Available data →

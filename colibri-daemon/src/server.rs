// Copyright 2025 Anapaya Systems
//
// Licensed under the Apache License, Version 2.0 (the "License");
// you may not use this file except in compliance with the License.
// You may obtain a copy of the License at
//
//   http://www.apache.org/licenses/LICENSE-2.0
//
// Unless required by applicable law or agreed to in writing, software
// distributed under the License is distributed on an "AS IS" BASIS,
// WITHOUT WARRANTIES OR CONDITIONS OF ANY KIND, either express or implied.
// See the License for the specific language governing permissions and
// limitations under the License.

//! The daemon server.
//!
//! [DaemonServer] implements the handlers of the daemon API as plain async methods. A
//! transport layer decodes requests, calls the handler and encodes the result.
//!
//! ## Path requests
//!
//! Concurrent identical path requests are coalesced into a single upstream fetch. A request
//! whose deadline is close additionally triggers a background fetch with its own, longer
//! timeout. If the foreground fetch times out, the background fetch can still complete and
//! warm the fetcher's cache for the next request.

mod colibri;
#[cfg(test)]
mod mocks;

use std::{
    collections::{BTreeMap, HashMap},
    net::SocketAddr,
    sync::Arc,
};

use colibri_proto::{
    address::IsdAsn,
    colibri::StitchableSegmentsError,
};
use tokio::time::Instant;
use tracing::{Instrument, instrument};

use crate::{
    config::DaemonConfig,
    dedupe::{Call, Group},
    fetcher::{
        AsInspector, CollaboratorError, PathFetchError, PathFetcher, ReservationClient,
        SegmentFetchError, SegmentSource, Topology,
    },
    metrics::{DaemonMetrics, RequestResult},
    path::Path,
};

type PathGroup = Group<Vec<Path>, PathFetchError>;

/// Errors of the daemon handlers other than paths.
#[derive(Debug, thiserror::Error)]
pub enum DaemonError {
    /// The AS inspector failed.
    #[error("inspecting ISD-AS {ia}: {source}")]
    Inspect {
        /// Inspected AS.
        ia: IsdAsn,
        /// Underlying error.
        source: CollaboratorError,
    },
    /// The segment reservations could not be fetched.
    #[error("fetching segment reservations: {0}")]
    SegmentFetch(#[source] SegmentFetchError),
    /// The fetched segment reservations are malformed.
    #[error("invalid segment reservations: {0}")]
    InvalidSegments(#[from] StitchableSegmentsError),
    /// The COLIBRI service failed.
    #[error("reservation service: {0}")]
    Reservation(#[source] CollaboratorError),
    /// The next hop of a setup response is not an interface ID.
    #[error("obtaining next hop from egress {0:?}")]
    InvalidNextHop(String),
    /// The next hop of a setup response is an unknown interface.
    #[error("obtaining next hop from egress id, egress {0} not present")]
    UnknownEgress(u16),
}

/// A paths request.
#[derive(Debug, Clone, Copy, PartialEq, Eq)]
pub struct PathsRequest {
    /// Source AS.
    pub src: IsdAsn,
    /// Destination AS.
    pub dst: IsdAsn,
    /// Bypass caches of the fetcher.
    pub refresh: bool,
}

/// Information about an AS.
#[derive(Debug, Clone, Copy, PartialEq, Eq)]
pub struct AsInfo {
    /// The AS.
    pub isd_as: IsdAsn,
    /// Whether the AS is a core AS.
    pub core: bool,
    /// MTU, known only for the local AS.
    pub mtu: Option<u16>,
}

/// Collaborators of the daemon besides the path fetcher.
#[derive(Clone)]
pub struct Collaborators {
    /// Source of segment reservations.
    pub segments: Arc<dyn SegmentSource>,
    /// Client of the COLIBRI service.
    pub reservations: Arc<dyn ReservationClient>,
    /// Local topology.
    pub topology: Arc<dyn Topology>,
    /// AS inspector.
    pub inspector: Arc<dyn AsInspector>,
}

/// The daemon server.
pub struct DaemonServer<F: PathFetcher> {
    config: DaemonConfig,
    metrics: DaemonMetrics,
    fetcher: Arc<F>,
    segments: Arc<dyn SegmentSource>,
    reservations: Arc<dyn ReservationClient>,
    topology: Arc<dyn Topology>,
    inspector: Arc<dyn AsInspector>,
    foreground_path_dedupe: PathGroup,
    background_path_dedupe: PathGroup,
}

impl<F: PathFetcher> DaemonServer<F> {
    /// Creates a new server.
    pub fn new(
        config: DaemonConfig,
        metrics: DaemonMetrics,
        fetcher: Arc<F>,
        collaborators: Collaborators,
    ) -> Self {
        DaemonServer {
            config,
            metrics,
            fetcher,
            segments: collaborators.segments,
            reservations: collaborators.reservations,
            topology: collaborators.topology,
            inspector: collaborators.inspector,
            foreground_path_dedupe: Group::new(),
            background_path_dedupe: Group::new(),
        }
    }

    /// The server configuration.
    pub fn config(&self) -> &DaemonConfig {
        &self.config
    }

    /// The server metrics.
    pub fn metrics(&self) -> &DaemonMetrics {
        &self.metrics
    }

    /// Local ISD-AS.
    pub fn local_ia(&self) -> IsdAsn {
        self.config.isd_as
    }

    /// Returns the paths from `req.src` to `req.dst`.
    ///
    /// Without a deadline the configured default timeout applies. Errors are shared with all
    /// coalesced callers and returned unchanged.
    #[instrument(name = "paths", skip_all, fields(src = %req.src, dst = %req.dst, refresh = req.refresh))]
    pub async fn paths(
        &self,
        req: PathsRequest,
        deadline: Option<Instant>,
    ) -> Result<Vec<Path>, Arc<PathFetchError>> {
        let start = Instant::now();
        let res = self.paths_inner(req, deadline).await;
        let dst_isd = req.dst.isd().to_string();
        self.metrics.paths.observe(
            &[RequestResult::of_paths(&res).as_str(), dst_isd.as_str()],
            start.elapsed(),
        );
        res
    }

    async fn paths_inner(
        &self,
        req: PathsRequest,
        deadline: Option<Instant>,
    ) -> Result<Vec<Path>, Arc<PathFetchError>> {
        let now = Instant::now();
        let deadline = deadline.unwrap_or(now + self.config.default_paths_timeout);

        // Registered before the background fetch so that the caller's fetch is the first to
        // reach the fetcher.
        let (call, shared) =
            start_path_fetch(&self.fetcher, &self.foreground_path_dedupe, req, deadline);

        if deadline.saturating_duration_since(now) <= self.config.background_refresh_window {
            self.spawn_background_paths(req);
        }

        // The fetch itself is bounded by the deadline of the caller that started it. A joining
        // caller bounds only its own wait.
        let res = if shared {
            match tokio::time::timeout_at(deadline, call).await {
                Ok(res) => res,
                Err(_) => Err(Arc::new(PathFetchError::Timeout)),
            }
        } else {
            call.await
        };
        match &res {
            Ok(paths) => {
                tracing::trace!(n_paths = paths.len(), shared, "Fetched paths");
            }
            Err(e) => {
                tracing::debug!(error = %e, shared, "Fetching paths failed");
            }
        }
        res
    }

    fn spawn_background_paths(&self, req: PathsRequest) {
        let span = tracing::info_span!(
            parent: None,
            "fetch.paths.background",
            src = %req.src,
            dst = %req.dst,
            refresh = req.refresh
        );
        span.follows_from(&tracing::Span::current());

        let deadline = Instant::now() + self.config.background_timeout;
        let (call, _) = span.in_scope(|| {
            start_path_fetch(&self.fetcher, &self.background_path_dedupe, req, deadline)
        });

        let counter = self.metrics.background_path_fetches.clone();
        tokio::spawn(
            async move {
                let res = call.await;
                counter
                    .with_label_values(&[RequestResult::of_paths(&res).as_str()])
                    .inc();
                if let Err(e) = res {
                    tracing::debug!(error = %e, "Fetching paths in background failed");
                }
            }
            .instrument(span),
        );
    }

    /// Returns information about an AS. The zero ISD-AS stands for the local AS.
    #[instrument(name = "as", skip(self))]
    pub async fn as_info(&self, ia: IsdAsn) -> Result<AsInfo, DaemonError> {
        let start = Instant::now();
        let res = self.as_info_inner(ia).await;
        self.metrics
            .as_info
            .observe(&[RequestResult::of(&res).as_str()], start.elapsed());
        res
    }

    async fn as_info_inner(&self, ia: IsdAsn) -> Result<AsInfo, DaemonError> {
        let ia = if ia.is_zero() { self.local_ia() } else { ia };
        let core = self.inspector.is_core(ia).await.map_err(|e| {
            tracing::error!(error = %e, %ia, "Inspecting ISD-AS failed");
            DaemonError::Inspect { ia, source: e }
        })?;
        let mtu = (ia == self.local_ia()).then_some(self.config.mtu);
        Ok(AsInfo {
            isd_as: ia,
            core,
            mtu,
        })
    }

    /// Returns the underlay address of every local interface that has one.
    pub fn interfaces(&self) -> BTreeMap<u16, SocketAddr> {
        let start = Instant::now();
        let interfaces = self
            .topology
            .interface_ids()
            .into_iter()
            .filter_map(|ifid| Some((ifid, self.topology.underlay_next_hop(ifid)?)))
            .collect();
        self.metrics
            .interfaces
            .observe(&[RequestResult::OkSuccess.as_str()], start.elapsed());
        interfaces
    }

    /// Returns the addresses of the local services, keyed by service name.
    pub fn services(&self) -> HashMap<String, Vec<SocketAddr>> {
        let start = Instant::now();
        let services = HashMap::from([(
            "control".to_string(),
            self.topology.control_service_addresses(),
        )]);
        self.metrics
            .services
            .observe(&[RequestResult::OkSuccess.as_str()], start.elapsed());
        services
    }
}

/// Registers a path fetch bounded by `deadline` in `group`.
fn start_path_fetch<F: PathFetcher>(
    fetcher: &Arc<F>,
    group: &PathGroup,
    req: PathsRequest,
    deadline: Instant,
) -> (Call<Vec<Path>, PathFetchError>, bool) {
    let key = format!("{}{}{}", req.src, req.dst, req.refresh);
    group.start(key, || {
        let fetcher = fetcher.clone();
        async move {
            let fetch = fetcher.fetch_paths(req.src, req.dst, req.refresh);
            match tokio::time::timeout_at(deadline, fetch).await {
                Ok(res) => res,
                Err(_) => Err(PathFetchError::Timeout),
            }
        }
    })
}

Problem requirements → Beginning with the line that holds "match tokio::time::timeout_at(deadline, fetch).await", please give again each line exactly until the records end, and include that final line.

Exercise response →
            match tokio::time::timeout_at(deadline, fetch).await {
                Ok(res) => res,
                Err(_) => Err(PathFetchError::Timeout),
            }
        }
    })
}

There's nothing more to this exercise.